The petition challenged constitutional validity and vires of Regulation 3(XII) of the Securities and Exchange Board of India (Investment Advisors) (Amendment) Regulations, 2020 (“Amendment Regulations”), by which Regulation 15A was inserted into the Securities and Exchange Board of India (Investment Advisors) Regulations, 2013 and Circular issued in pursuance thereof, providing for modes of charging fees to their clients by Investment Advisors. The challenge is on the footing of both want of legislative power in SEBI (by delegated authority) to make a provision such as regulation 15A or to issue a Circular such as Circular dated 23.09.2020 and breach of fundamental right of Investment Advisors to carry on a profession of their choice by enacting unreasonable restrictions. In 2013, SEBI issued the Securities and Exchange Board of India (Investment Advisors) Regulations, 2013 for regulating the business of Investment Advisors. On 15.01.2020, SEBI circulated a consultation paper for revision of these original regulations amongst various stakeholders and interested parties. On 23.01.2020, the present Petitioner submitted its response to the consultation paper. On 17.02.2020, after taking into account the response received from various stakeholders to the consultation paper, a proposal was formulated and placed for consideration of the Board.

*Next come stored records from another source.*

use crate::{
    auth::AuthUser,
    errors::ServiceError,
    handlers::{
        extract::{ApiJson, ApiPath},
        AppState,
    },
    services::payments::{parse_payment_type, CreatePaymentRequest, PaymentResponse},
    ApiResponse,
};
use axum::{
    extract::State,
    http::StatusCode,
    Json,
};
use rust_decimal::Decimal;
use tracing::info;

/// Settle an order
pub async fn create_payment(
    State(state): State<AppState>,
    auth_user: AuthUser,
    ApiJson(request): ApiJson<CreatePaymentRequest>,
) -> Result<(StatusCode, Json<ApiResponse<PaymentResponse>>), ServiceError> {
    let payment_type = parse_payment_type(&request.payment_type)?;
    let discount = request.discount_percentage.unwrap_or(Decimal::ZERO);

    let payment = state
        .services
        .payments
        .create_payment(request.order_id, payment_type, discount)
        .await?;

    info!(
        payment_id = payment.id,
        order_id = payment.order_id,
        cashier = %auth_user.username,
        "Payment accepted"
    );
    Ok((
        StatusCode::CREATED,
        Json(ApiResponse::success_with_message(payment, "Payment recorded")),
    ))
}

pub async fn list_payments(
    State(state): State<AppState>,
) -> Result<Json<ApiResponse<Vec<PaymentResponse>>>, ServiceError> {
    let payments = state.services.payments.list_payments().await?;
    Ok(Json(ApiResponse::success(payments)))
}

pub async fn get_payment(
    State(state): State<AppState>,
    ApiPath(payment_id): ApiPath<i32>,
) -> Result<Json<ApiResponse<PaymentResponse>>, ServiceError> {
    let payment = state.services.payments.get_payment(payment_id).await?;
    Ok(Json(ApiResponse::success(payment)))
}

pub async fn get_payments_by_order(
    State(state): State<AppState>,
    ApiPath(order_id): ApiPath<i32>,
) -> Result<Json<ApiResponse<Vec<PaymentResponse>>>, ServiceError> {
    let payments = state
        .services
        .payments
        .get_payments_by_order(order_id)
        .await?;
    Ok(Json(ApiResponse::success(payments)))
}
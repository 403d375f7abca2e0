use crate::{
    auth::AuthUser,
    errors::ServiceError,
    handlers::{extract::ApiJson, AppState},
    services::users::UserResponse,
    ApiResponse,
};
use axum::{extract::State, Json};
use metrics::counter;
use serde::{Deserialize, Serialize};
use tracing::info;
use validator::Validate;

#[derive(Debug, Deserialize, Validate)]
pub struct LoginRequest {
    #[validate(length(min = 1, message = "Username is required"))]
    pub username: String,
    #[validate(length(min = 1, message = "Password is required"))]
    pub password: String,
}

#[derive(Debug, Serialize, Deserialize)]
#[serde(rename_all = "camelCase")]
pub struct LoginResponse {
    pub token: String,
    pub token_type: String,
    pub expires_in: i64,
    pub user: UserResponse,
}

/// Exchange username and password for a bearer token
pub async fn login(
    State(state): State<AppState>,
    ApiJson(payload): ApiJson<LoginRequest>,
) -> Result<Json<ApiResponse<LoginResponse>>, ServiceError> {
    payload.validate()?;

    let user = match state
        .services
        .users
        .authenticate(&payload.username, &payload.password)
        .await
    {
        Ok(user) => user,
        Err(e) => {
            counter!("cafe_pos.auth.login_failures", 1);
            return Err(e);
        }
    };

    let token = state.services.auth.generate_token(&user)?;
    counter!("cafe_pos.auth.logins", 1, "role" => user.role.to_string());
    info!(user_id = user.id, role = %user.role, "User logged in");

    Ok(Json(ApiResponse::success(LoginResponse {
        token: token.token,
        token_type: token.token_type,
        expires_in: token.expires_in,
        user: user.into(),
    })))
}

/// The account behind the presented token
pub async fn me(
    State(state): State<AppState>,
    auth_user: AuthUser,
) -> Result<Json<ApiResponse<UserResponse>>, ServiceError> {
    let user = state.services.users.get_user(auth_user.user_id).await?;
    Ok(Json(ApiResponse::success(user)))
}
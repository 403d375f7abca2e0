use crate::config::AppConfig;
use metrics::{counter, gauge, histogram};
use sea_orm::{ConnectOptions, Database, DatabaseConnection, DbErr};
use sea_orm_migration::MigratorTrait;
use std::time::Duration;
use tracing::{debug, error, info};

/// Type alias for a database connection pool
pub type DbPool = DatabaseConnection;

/// Configuration for database connection
#[derive(Debug, Clone)]
pub struct DbConfig {
    /// Database connection URL
    pub url: String,
    pub max_connections: u32,
    pub min_connections: u32,
    pub connect_timeout: Duration,
    pub idle_timeout: Duration,
    pub acquire_timeout: Duration,
    /// Log every SQL statement through sqlx
    pub sqlx_logging: bool,
}

impl Default for DbConfig {
    fn default() -> Self {
        Self {
            url: String::new(),
            max_connections: 10,
            min_connections: 1,
            connect_timeout: Duration::from_secs(30),
            idle_timeout: Duration::from_secs(600),
            acquire_timeout: Duration::from_secs(8),
            sqlx_logging: false,
        }
    }
}

impl DbConfig {
    /// Single-connection in-memory SQLite database.
    ///
    /// Every SQLite `:memory:` connection is its own database, so the pool is
    /// pinned to exactly one connection that never idles out.
    pub fn in_memory() -> Self {
        Self {
            url: "sqlite::memory:".to_string(),
            max_connections: 1,
            min_connections: 1,
            idle_timeout: Duration::from_secs(24 * 3600),
            ..Default::default()
        }
    }
}

impl From<&AppConfig> for DbConfig {
    fn from(cfg: &AppConfig) -> Self {
        let in_memory = cfg.database_url.contains(":memory:");
        Self {
            url: cfg.database_url.clone(),
            max_connections: if in_memory { 1 } else { cfg.db_max_connections },
            min_connections: if in_memory { 1 } else { cfg.db_min_connections },
            connect_timeout: Duration::from_secs(cfg.db_connect_timeout_secs),
            idle_timeout: Duration::from_secs(cfg.db_idle_timeout_secs),
            acquire_timeout: Duration::from_secs(cfg.db_acquire_timeout_secs),
            sqlx_logging: cfg.log_level.eq_ignore_ascii_case("trace"),
        }
    }
}

/// Establishes a connection pool to the database with custom configuration
///
/// # Errors
/// Returns the underlying `DbErr` if the connection cannot be established
pub async fn establish_connection_with_config(config: &DbConfig) -> Result<DbPool, DbErr> {
    debug!("Configuring database connection with: {:?}", config);

    let mut opt = ConnectOptions::new(config.url.clone());
    opt.max_connections(config.max_connections)
        .min_connections(config.min_connections)
        .connect_timeout(config.connect_timeout)
        .acquire_timeout(config.acquire_timeout)
        .idle_timeout(config.idle_timeout)
        .sqlx_logging(config.sqlx_logging);

    gauge!("cafe_pos_db.max_connections", config.max_connections as f64);

    info!(
        "Connecting to database with max_connections={}",
        config.max_connections
    );

    let pool = Database::connect(opt).await.map_err(|e| {
        error!("Database connection failed: {}", e);
        counter!("cafe_pos_db.connection_failures", 1);
        e
    })?;

    info!("Database connection pool established successfully");
    Ok(pool)
}

/// Runs the embedded migrations up to the latest version
pub async fn run_migrations(pool: &DbPool) -> Result<(), DbErr> {
    info!("Running database migrations");
    let start = std::time::Instant::now();

    let result = crate::migrator::Migrator::up(pool, None).await;

    let elapsed = start.elapsed();
    histogram!("cafe_pos_db.migration.duration", elapsed);
    match &result {
        Ok(_) => info!(
            "Database migrations completed successfully in {:?}",
            elapsed
        ),
        Err(e) => error!("Database migrations failed after {:?}: {}", elapsed, e),
    }

    result
}

/// Checks if the database connection is active
pub async fn check_connection(pool: &DbPool) -> Result<(), DbErr> {
    let start = std::time::Instant::now();
    let result = pool.ping().await;
    let elapsed = start.elapsed();

    match &result {
        Ok(_) => {
            debug!("Database connection check successful in {:?}", elapsed);
            gauge!("cafe_pos_db.connection_latency", elapsed.as_millis() as f64);
        }
        Err(e) => {
            error!(
                "Database connection check failed after {:?}: {}",
                elapsed, e
            );
            counter!("cafe_pos_db.connection_failures", 1);
        }
    }

    result
}
use crate::{
    errors::ServiceError,
    handlers::{
        extract::{ApiJson, ApiPath, ApiQuery},
        AppState,
    },
    services::catalog::{CategoryResponse, CreateCategoryRequest, UpdateCategoryRequest},
    ApiResponse,
};
use axum::{
    extract::State,
    http::StatusCode,
    Json,
};
use serde::Deserialize;

#[derive(Debug, Default, Deserialize)]
#[serde(rename_all = "camelCase")]
pub struct CategoryListQuery {
    #[serde(default)]
    pub include_unavailable: bool,
}

pub async fn list_categories(
    State(state): State<AppState>,
    ApiQuery(query): ApiQuery<CategoryListQuery>,
) -> Result<Json<ApiResponse<Vec<CategoryResponse>>>, ServiceError> {
    let categories = state
        .services
        .catalog
        .list_categories(query.include_unavailable)
        .await?;
    Ok(Json(ApiResponse::success(categories)))
}

pub async fn get_category(
    State(state): State<AppState>,
    ApiPath(category_id): ApiPath<i32>,
) -> Result<Json<ApiResponse<CategoryResponse>>, ServiceError> {
    let category = state.services.catalog.get_category(category_id).await?;
    Ok(Json(ApiResponse::success(category)))
}

pub async fn create_category(
    State(state): State<AppState>,
    ApiJson(request): ApiJson<CreateCategoryRequest>,
) -> Result<(StatusCode, Json<ApiResponse<CategoryResponse>>), ServiceError> {
    let category = state.services.catalog.create_category(request).await?;
    Ok((
        StatusCode::CREATED,
        Json(ApiResponse::success_with_message(category, "Category created")),
    ))
}

pub async fn update_category(
    State(state): State<AppState>,
    ApiPath(category_id): ApiPath<i32>,
    ApiJson(request): ApiJson<UpdateCategoryRequest>,
) -> Result<Json<ApiResponse<CategoryResponse>>, ServiceError> {
    let category = state
        .services
        .catalog
        .update_category(category_id, request)
        .await?;
    Ok(Json(ApiResponse::success(category)))
}

/// Soft delete; refused while the category still has available products
pub async fn delete_category(
    State(state): State<AppState>,
    ApiPath(category_id): ApiPath<i32>,
) -> Result<Json<ApiResponse<()>>, ServiceError> {
    state.services.catalog.delete_category(category_id).await?;
    Ok(Json(ApiResponse::message("Category deleted")))
}

pub async fn restore_category(
    State(state): State<AppState>,
    ApiPath(category_id): ApiPath<i32>,
) -> Result<Json<ApiResponse<CategoryResponse>>, ServiceError> {
    let category = state.services.catalog.restore_category(category_id).await?;
    Ok(Json(ApiResponse::success_with_message(
        category,
        "Category restored",
    )))
}
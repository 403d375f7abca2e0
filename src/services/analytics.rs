use std::collections::{BTreeMap, HashMap};
use std::sync::Arc;

use chrono::{DateTime, Duration, NaiveDate, Utc};
use rust_decimal::Decimal;
use sea_orm::{ColumnTrait, DatabaseConnection, EntityTrait, PaginatorTrait, QueryFilter};
use serde::{Deserialize, Serialize};
use tracing::{info, instrument};

use crate::{
    entities::{
        order::{Column as OrderColumn, Entity as OrderEntity},
        order_item::{Column as OrderItemColumn, Entity as OrderItemEntity},
        payment::{Entity as PaymentEntity, Model as PaymentModel},
        product::Entity as ProductEntity,
        OrderStatus, PaymentType,
    },
    errors::ServiceError,
};

/// Optional reporting window, inclusive on both ends
#[derive(Debug, Default, Clone, Deserialize)]
pub struct DateRange {
    pub from: Option<DateTime<Utc>>,
    pub to: Option<DateTime<Utc>>,
}

impl DateRange {
    fn contains(&self, at: DateTime<Utc>) -> bool {
        self.from.map_or(true, |from| at >= from) && self.to.map_or(true, |to| at <= to)
    }
}

#[derive(Debug, Serialize, Deserialize)]
#[serde(rename_all = "camelCase")]
pub struct SalesSummary {
    pub paid_orders: u64,
    pub cancelled_orders: u64,
    pub open_orders: u64,
    /// Σ payment amounts after discount
    pub revenue: Decimal,
    pub total_discount: Decimal,
    pub average_order_value: Decimal,
    pub generated_at: DateTime<Utc>,
}

#[derive(Debug, Serialize, Deserialize)]
#[serde(rename_all = "camelCase")]
pub struct DailyRevenue {
    pub date: NaiveDate,
    pub orders: u64,
    pub revenue: Decimal,
}

#[derive(Debug, Serialize, Deserialize)]
#[serde(rename_all = "camelCase")]
pub struct TopProduct {
    pub product_id: i32,
    pub product_name: String,
    pub quantity_sold: i64,
    /// Σ line subtotals, before order-level discounts
    pub revenue: Decimal,
}

#[derive(Debug, Serialize, Deserialize)]
#[serde(rename_all = "camelCase")]
pub struct PaymentTypeStats {
    pub payment_type: PaymentType,
    pub count: u64,
    pub revenue: Decimal,
}

/// Read-only reporting over orders, lines and payments
#[derive(Clone)]
pub struct AnalyticsService {
    db: Arc<DatabaseConnection>,
}

impl AnalyticsService {
    pub fn new(db: Arc<DatabaseConnection>) -> Self {
        Self { db }
    }

    // Timestamps are compared in Rust; SQLite stores them as text.
    async fn payments_in(&self, range: &DateRange) -> Result<Vec<PaymentModel>, ServiceError> {
        Ok(PaymentEntity::find()
            .all(&*self.db)
            .await?
            .into_iter()
            .filter(|p| range.contains(p.payment_date))
            .collect())
    }

    /// Σ line subtotals per order
    async fn originals(&self, order_ids: Vec<i32>) -> Result<HashMap<i32, Decimal>, ServiceError> {
        let mut totals = HashMap::new();
        if order_ids.is_empty() {
            return Ok(totals);
        }
        for item in OrderItemEntity::find()
            .filter(OrderItemColumn::OrderId.is_in(order_ids))
            .all(&*self.db)
            .await?
        {
            *totals.entry(item.order_id).or_insert(Decimal::ZERO) += item.subtotal();
        }
        Ok(totals)
    }

    #[instrument(skip(self))]
    pub async fn summary(&self, range: DateRange) -> Result<SalesSummary, ServiceError> {
        let db = &*self.db;
        let payments = self.payments_in(&range).await?;
        let originals = self
            .originals(payments.iter().map(|p| p.order_id).collect())
            .await?;

        let revenue: Decimal = payments.iter().map(|p| p.amount).sum();
        let total_discount: Decimal = payments
            .iter()
            .map(|p| originals.get(&p.order_id).copied().unwrap_or(p.amount) - p.amount)
            .sum();
        let paid_orders = payments.len() as u64;
        let average_order_value = if paid_orders == 0 {
            Decimal::ZERO
        } else {
            (revenue / Decimal::from(paid_orders)).round_dp(2)
        };

        let cancelled_orders = OrderEntity::find()
            .filter(OrderColumn::Status.eq(OrderStatus::Cancelled))
            .all(db)
            .await?
            .into_iter()
            .filter(|o| range.contains(o.order_date))
            .count() as u64;

        let open_orders = OrderEntity::find()
            .filter(OrderColumn::Status.eq(OrderStatus::Ordering))
            .count(db)
            .await?;

        info!(paid_orders, cancelled_orders, %revenue, "Sales summary generated");

        Ok(SalesSummary {
            paid_orders,
            cancelled_orders,
            open_orders,
            revenue,
            total_discount,
            average_order_value,
            generated_at: Utc::now(),
        })
    }

    /// Revenue per UTC day for the last `days` days, today included.
    /// Days without payments are reported with zero.
    #[instrument(skip(self))]
    pub async fn revenue_by_day(&self, days: u32) -> Result<Vec<DailyRevenue>, ServiceError> {
        if !(1..=365).contains(&days) {
            return Err(ServiceError::ValidationError(format!(
                "days must be between 1 and 365, got {}",
                days
            )));
        }

        let today = Utc::now().date_naive();
        let first_day = today - Duration::days(i64::from(days) - 1);
        let start = first_day
            .and_hms_opt(0, 0, 0)
            .ok_or_else(|| ServiceError::InternalError("invalid start of day".to_string()))?
            .and_utc();

        let payments = self
            .payments_in(&DateRange {
                from: Some(start),
                to: None,
            })
            .await?;

        let mut buckets: BTreeMap<NaiveDate, (u64, Decimal)> = first_day
            .iter_days()
            .take(days as usize)
            .map(|d| (d, (0, Decimal::ZERO)))
            .collect();

        for p in payments {
            if let Some(bucket) = buckets.get_mut(&p.payment_date.date_naive()) {
                bucket.0 += 1;
                bucket.1 += p.amount;
            }
        }

        Ok(buckets
            .into_iter()
            .map(|(date, (orders, revenue))| DailyRevenue {
                date,
                orders,
                revenue,
            })
            .collect())
    }

    /// Best sellers over paid orders, by quantity
    #[instrument(skip(self))]
    pub async fn top_products(&self, limit: usize) -> Result<Vec<TopProduct>, ServiceError> {
        if !(1..=100).contains(&limit) {
            return Err(ServiceError::ValidationError(format!(
                "limit must be between 1 and 100, got {}",
                limit
            )));
        }
        let db = &*self.db;

        let paid_ids: Vec<i32> = OrderEntity::find()
            .filter(OrderColumn::Status.eq(OrderStatus::Paid))
            .all(db)
            .await?
            .into_iter()
            .map(|o| o.id)
            .collect();
        if paid_ids.is_empty() {
            return Ok(Vec::new());
        }

        let mut per_product: HashMap<i32, (i64, Decimal)> = HashMap::new();
        for item in OrderItemEntity::find()
            .filter(OrderItemColumn::OrderId.is_in(paid_ids))
            .all(db)
            .await?
        {
            let entry = per_product.entry(item.product_id).or_insert((0, Decimal::ZERO));
            entry.0 += i64::from(item.quantity);
            entry.1 += item.subtotal();
        }

        let names: HashMap<i32, String> = ProductEntity::find()
            .all(db)
            .await?
            .into_iter()
            .map(|p| (p.id, p.name))
            .collect();

        let mut ranked: Vec<TopProduct> = per_product
            .into_iter()
            .map(|(product_id, (quantity_sold, revenue))| TopProduct {
                product_name: names.get(&product_id).cloned().unwrap_or_default(),
                product_id,
                quantity_sold,
                revenue,
            })
            .collect();
        ranked.sort_by(|a, b| {
            b.quantity_sold
                .cmp(&a.quantity_sold)
                .then_with(|| b.revenue.cmp(&a.revenue))
                .then_with(|| a.product_id.cmp(&b.product_id))
        });
        ranked.truncate(limit);
        Ok(ranked)
    }

    #[instrument(skip(self))]
    pub async fn payment_type_breakdown(
        &self,
        range: DateRange,
    ) -> Result<Vec<PaymentTypeStats>, ServiceError> {
        let payments = self.payments_in(&range).await?;
        Ok([PaymentType::Cash, PaymentType::Card, PaymentType::Banking]
            .into_iter()
            .map(|payment_type| {
                let matching = payments.iter().filter(|p| p.payment_type == payment_type);
                PaymentTypeStats {
                    payment_type,
                    count: matching.clone().count() as u64,
                    revenue: matching.map(|p| p.amount).sum(),
                }
            })
            .collect())
    }
}
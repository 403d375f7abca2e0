pub mod category;
pub mod dining_table;
pub mod order;
pub mod order_item;
pub mod payment;
pub mod product;
pub mod user;

pub use order::OrderStatus;
pub use payment::PaymentType;
pub use user::Role;
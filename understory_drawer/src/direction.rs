// Copyright 2025 the Understory Authors
// SPDX-License-Identifier: Apache-2.0 OR MIT

//! The edge a drawer slides from, and the axis math that follows from it.

use kurbo::{Point, Size};

/// Edge of the viewport the drawer slides in from.
///
/// Every direction-dependent formula in the crate goes through the methods on
/// this type, so components never branch on the variant themselves.
#[derive(Clone, Copy, Debug, Default, PartialEq, Eq, Hash)]
pub enum DrawerDirection {
    /// Slides down from the top edge.
    Top,
    /// Slides up from the bottom edge.
    #[default]
    Bottom,
    /// Slides in from the left edge.
    Left,
    /// Slides in from the right edge.
    Right,
}

impl DrawerDirection {
    /// `true` for top/bottom drawers, which move along the Y axis.
    #[must_use]
    pub const fn is_vertical(self) -> bool {
        matches!(self, Self::Top | Self::Bottom)
    }

    /// `true` for the edges at the far end of their axis (bottom, right).
    #[must_use]
    pub const fn is_far_edge(self) -> bool {
        matches!(self, Self::Bottom | Self::Right)
    }

    /// Sign that orients axis movement so that positive means "toward open".
    ///
    /// Multiply `pointer_start - pointer_now` by this to get a dragged
    /// distance that is positive when the panel is pulled away from its
    /// closing edge. The same sign maps a positive magnitude to the closing
    /// translation of the panel.
    #[must_use]
    pub const fn close_sign(self) -> f64 {
        if self.is_far_edge() { 1.0 } else { -1.0 }
    }

    /// Coordinate of `point` along the drag axis.
    #[must_use]
    pub fn axis_coordinate(self, point: Point) -> f64 {
        if self.is_vertical() { point.y } else { point.x }
    }

    /// Extent of `size` along the drag axis.
    #[must_use]
    pub fn axis_extent(self, size: Size) -> f64 {
        if self.is_vertical() {
            size.height
        } else {
            size.width
        }
    }

    /// Converts a visible panel extent into its resting translate offset.
    ///
    /// Far edges rest at `container - extent`; near edges at
    /// `extent - container`.
    #[must_use]
    pub fn offset_for_extent(self, extent: f64, container_extent: f64) -> f64 {
        if self.is_far_edge() {
            container_extent - extent
        } else {
            -container_extent + extent
        }
    }

    /// `true` if `offset` lies further open than `limit`.
    ///
    /// Far-edge offsets shrink as the panel opens; near-edge offsets grow.
    #[must_use]
    pub fn is_beyond_open(self, offset: f64, limit: f64) -> bool {
        if self.is_far_edge() {
            offset < limit
        } else {
            offset > limit
        }
    }

    /// `true` if a computed translate shows the panel displaced toward its
    /// closing edge (for example mid-way through an entrance animation).
    #[must_use]
    pub fn is_displaced_toward_close(self, translate: f64) -> bool {
        if self.is_far_edge() {
            translate > 0.0
        } else {
            translate < 0.0
        }
    }

    /// Name used in render attributes.
    #[must_use]
    pub const fn as_str(self) -> &'static str {
        match self {
            Self::Top => "top",
            Self::Bottom => "bottom",
            Self::Left => "left",
            Self::Right => "right",
        }
    }
}
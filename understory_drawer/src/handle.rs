// Copyright 2025 the Understory Authors
// SPDX-License-Identifier: Apache-2.0 OR MIT

//! The drag handle.
//!
//! A tap on the handle cycles through snap points; a long press cancels the
//! tap so the user can drag without the panel jumping on release.

use tracing::trace;
use understory_timing::TimerQueue;

use crate::drawer::Drawer;
use crate::host::DrawerHost;
use crate::pointer::PointerInput;

/// Press duration after which a tap no longer cycles.
pub const LONG_HANDLE_PRESS_MS: u64 = 250;

/// Delay between a click and the cycle, so a double click can be told apart.
pub const DOUBLE_TAP_MS: u64 = 120;

/// Deferred work the handle schedules.
#[derive(Clone, Copy, Debug, PartialEq, Eq, Hash)]
pub enum HandleTimer {
    /// The press became a long press.
    LongPress,
    /// Advance to the next snap point.
    Cycle,
}

/// Tap and long-press tracking for a drawer's drag handle.
#[derive(Debug, Default)]
pub struct DrawerHandle {
    timers: TimerQueue<HandleTimer>,
    should_cancel_interaction: bool,
    prevent_cycle: bool,
}

impl DrawerHandle {
    /// Creates an idle handle.
    #[must_use]
    pub fn new() -> Self {
        Self::default()
    }

    /// Creates a handle whose taps never cycle snap points.
    #[must_use]
    pub fn with_prevent_cycle(mut self, prevent: bool) -> Self {
        self.prevent_cycle = prevent;
        self
    }

    /// `true` once the current press has become a long press.
    #[must_use]
    pub fn is_long_press(&self) -> bool {
        self.should_cancel_interaction
    }

    /// Earliest pending deadline.
    #[must_use]
    pub fn next_deadline(&self) -> Option<u64> {
        self.timers.next_deadline()
    }

    /// Pointer down on the handle.
    ///
    /// With `handle_only` the press also starts a drawer gesture.
    pub fn pointer_down<H: DrawerHost + ?Sized>(
        &mut self,
        input: &PointerInput,
        drawer: &mut Drawer,
        host: &mut H,
    ) {
        if drawer.config().handle_only {
            drawer.on_press(input, host);
        }
        self.timers
            .schedule_after(HandleTimer::LongPress, input.time_ms, LONG_HANDLE_PRESS_MS);
    }

    /// Pointer move over the handle.
    pub fn pointer_move<H: DrawerHost + ?Sized>(
        &mut self,
        input: &PointerInput,
        drawer: &mut Drawer,
        host: &mut H,
    ) {
        if drawer.config().handle_only {
            drawer.on_drag(input, host);
        }
    }

    /// Pointer cancelled; forgets the press and any pending cycle.
    pub fn pointer_cancel(&mut self) {
        self.timers.clear();
        self.should_cancel_interaction = false;
    }

    /// Click on the handle. Schedules a cycle unless the press was long.
    pub fn click(&mut self, now: u64) {
        if self.should_cancel_interaction {
            self.pointer_cancel();
            return;
        }
        self.timers
            .schedule_after(HandleTimer::Cycle, now, DOUBLE_TAP_MS);
    }

    /// Runs due timers.
    pub fn tick<H: DrawerHost + ?Sized>(&mut self, now: u64, drawer: &mut Drawer, host: &mut H) {
        while let Some(timer) = self.timers.pop_due(now) {
            match timer {
                HandleTimer::LongPress => self.should_cancel_interaction = true,
                HandleTimer::Cycle => self.cycle(now, drawer, host),
            }
        }
    }

    fn cycle<H: DrawerHost + ?Sized>(&mut self, now: u64, drawer: &mut Drawer, host: &mut H) {
        if drawer.is_dragging() || self.prevent_cycle || self.should_cancel_interaction {
            self.pointer_cancel();
            return;
        }
        self.pointer_cancel();

        let dismissible = drawer.config().dismissible;
        let snap = drawer.snap_points();
        if snap.is_empty() {
            if !dismissible {
                drawer.close(now, host);
            }
            return;
        }
        if snap.is_last_snap_point() && dismissible {
            drawer.close(now, host);
            return;
        }
        let Some(index) = snap.active_index() else {
            return;
        };
        let next = index + 1;
        if next < snap.points().len() {
            trace!(from = index, to = next, "handle cycling snap point");
            drawer.snap_to(next, now, host);
        }
    }
}

#[cfg(test)]
mod tests {
    use super::{DrawerHandle, HandleTimer};

    #[test]
    fn click_after_long_press_cancels() {
        let mut handle = DrawerHandle::new();
        handle.timers.schedule(HandleTimer::LongPress, 250);
        handle.should_cancel_interaction = true;
        handle.click(300);
        assert!(!handle.is_long_press());
        assert_eq!(handle.next_deadline(), None);
    }

    #[test]
    fn click_schedules_a_cycle() {
        let mut handle = DrawerHandle::new();
        handle.click(1_000);
        assert_eq!(handle.next_deadline(), Some(1_120));
        // A second click replaces the pending cycle.
        handle.click(1_050);
        assert_eq!(handle.next_deadline(), Some(1_170));
    }
}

The Board approved the proposal and issued the impugned amendment Regulations on 03.07.2020. The Petitioner challenges the Amendment Regulations to the extent that they introduce Regulation 15A into the original SEBI Regulations of 2013. Regulation 15A provides for fees to be charged by Investment Advisors and is in the following terms: – “15A. Investment Advisor shall be entitled to charge fees for providing investment advice from a client in the manner as specified by the Board.”

The Court upon considering the aforesaid facts stated that; “Petitioner herein cannot seek much assistance from this decision. In our case the SEBI Act makes particular provisions empowering the Board to regulate the working of Investment Advisors. The profession or business of Investment Advisor is not a traditional profession having its own customs and conventions. Nothing at least has been pointed out to us by learned counsel for the Petitioner in that behalf. If anything, Investment Advice is a profession/business which has come about as an adjunct of the securities market; the Investment Advisor works because investors need professional advice for participating in the affairs of the securities market. It is the statutory duty of SEBI to protect such investors, and develop and regulate that market inter alia by regulating the working of Investment Advisors. If, for performing such duty, SEBI fixes the manner of charging of fees by Investment Advisors or the maximum permissible fees, such fixation per se cannot be faulted as being violative of Article 14 or 19(1)(g). It is another matter, if, whilst fixing these matters, SEBI acts in an unreasonable or capricious manner; in such case, its legislative (or executive) exercise may be vitiated by arbitrariness eschewed by Article 14 or unreasonable restriction not being covered under Article 19(6) and thus infringing Article 19(1)(g). That, we are afraid, has not been the case here.”